As the bird gets bigger, you need to move it to a bird cage and let him excercise his wings by flapping them and eventually you want him to start eating on his own. Put the moistened dog food with a small amount of raw hamburger in a jar lid along with a separate jar lid filled with water. At this stage, you want to handle him as little as possible. You want him to be less dependent on you so he'll have a better chance for survival in the wild when it's time to let him go.

When he's eating on his own, and trying to fly, put the cage outside in a safe and shady spot. Leave him outside day and night. After a week of that, open the cage door with the food and water and if he feels he still needs shelter, he has a refuge before going it alone.

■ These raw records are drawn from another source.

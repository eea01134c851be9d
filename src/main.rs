//! Main entry point for the rusty-guard hook.
//!
//! Reads one hook event from stdin, writes one JSON decision to stdout and
//! always exits with status 0. The host reads the verdict, not the status.

use std::io::{self, Write as _};

use rusty_guard::config::{self, GateConfig};
use rusty_guard::hook::{self, Bounded, HookOutput};
use rusty_guard::security::{Decision, Gate};
use rusty_guard::utils;

fn main() {
    let _log_guard = utils::logger::init_logging(utils::logger::default_log_dir().as_deref());

    let output = run();
    let line = match serde_json::to_string(&output) {
        Ok(line) => line,
        Err(e) => {
            tracing::error!("Failed to serialize decision: {e}");
            r#"{"verdict":"block","reason":"Safety gate failed to encode its decision"}"#.to_string()
        }
    };

    let mut stdout = io::stdout().lock();
    if let Err(e) = writeln!(stdout, "{line}").and_then(|()| stdout.flush()) {
        tracing::error!("Failed to write decision: {e}");
    }
}

fn run() -> HookOutput {
    // The hook cwd is only known after parsing, so size the read from the
    // environment-level configuration.
    let bootstrap = config::load_config(None);

    let raw = match hook::read_bounded(io::stdin().lock(), bootstrap.max_input_bytes) {
        Ok(Bounded::Complete(raw)) => raw,
        Ok(Bounded::TooLarge { limit }) => {
            let reason = format!("Input too large (more than {limit} bytes)");
            return match build_gate(&bootstrap) {
                Some(gate) => gate.reject_oversized("stdin", reason).into(),
                None => Decision::block(reason).into(),
            };
        }
        Err(e) => {
            tracing::warn!("Failed to read hook input: {e}");
            return Decision::allow(Vec::new()).into();
        }
    };

    let Some(input) = hook::parse_input(&raw) else {
        return Decision::allow(Vec::new()).into();
    };

    let config = match input.cwd.as_deref() {
        Some(cwd) => config::load_config(Some(cwd)),
        None => bootstrap,
    };

    match build_gate(&config) {
        Some(gate) => hook::evaluate(&gate, &input),
        None => Decision::block("Safety gate failed to initialize").into(),
    }
}

fn build_gate(config: &GateConfig) -> Option<Gate> {
    match Gate::new(config) {
        Ok(gate) => Some(gate),
        Err(e) => {
            tracing::error!("Failed to initialize gate: {e:#}");
            None
        }
    }
}
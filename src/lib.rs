//! rusty-guard - a command and file-path safety gate for agent actions.
//!
//! This library provides the core functionality, including:
//! - Command normalization and the danger taxonomy
//! - Filesystem containment for write/edit targets
//! - A redacting, rotating audit log
//! - Hook event I/O for the `rusty-guard` binary
//!
//! # Example
//!
//! ```no_run
//! use rusty_guard::config::GateConfig;
//! use rusty_guard::security::Gate;
//!
//! let gate = Gate::new(&GateConfig::for_project("/work/app")).unwrap();
//!
//! let decision = gate.check_command("rm -rf /", "Bash");
//! assert!(decision.is_blocked());
//!
//! let decision = gate.check_path("src/main.rs", "Edit");
//! assert!(!decision.is_blocked());
//! ```

#![cfg_attr(test, allow(clippy::unwrap_used, clippy::expect_used))]

pub mod audit;
pub mod config;
pub mod hook;
pub mod security;
pub mod utils;

// Re-export commonly used types
pub use config::GateConfig;
pub use hook::{HookInput, HookOutput, evaluate};
pub use security::{Decision, Gate, Verdict};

As much as you probably love him at this point, you have to remember he is a wild animal and deserves to be free and live out his life as it was intended. It takes commitment to raise an orphaned bird but the joy you'll feel as he takes flight and begins his free life from now on, makes it worth it all.

For many years, I volunteered at a Seabird/Songbird Sanctuary and learned the proper way to nurse orphaned or injured birds back to health. I never get tired of the joy that comes with it either.

Good luck and hope everything will turnout well with your little bird.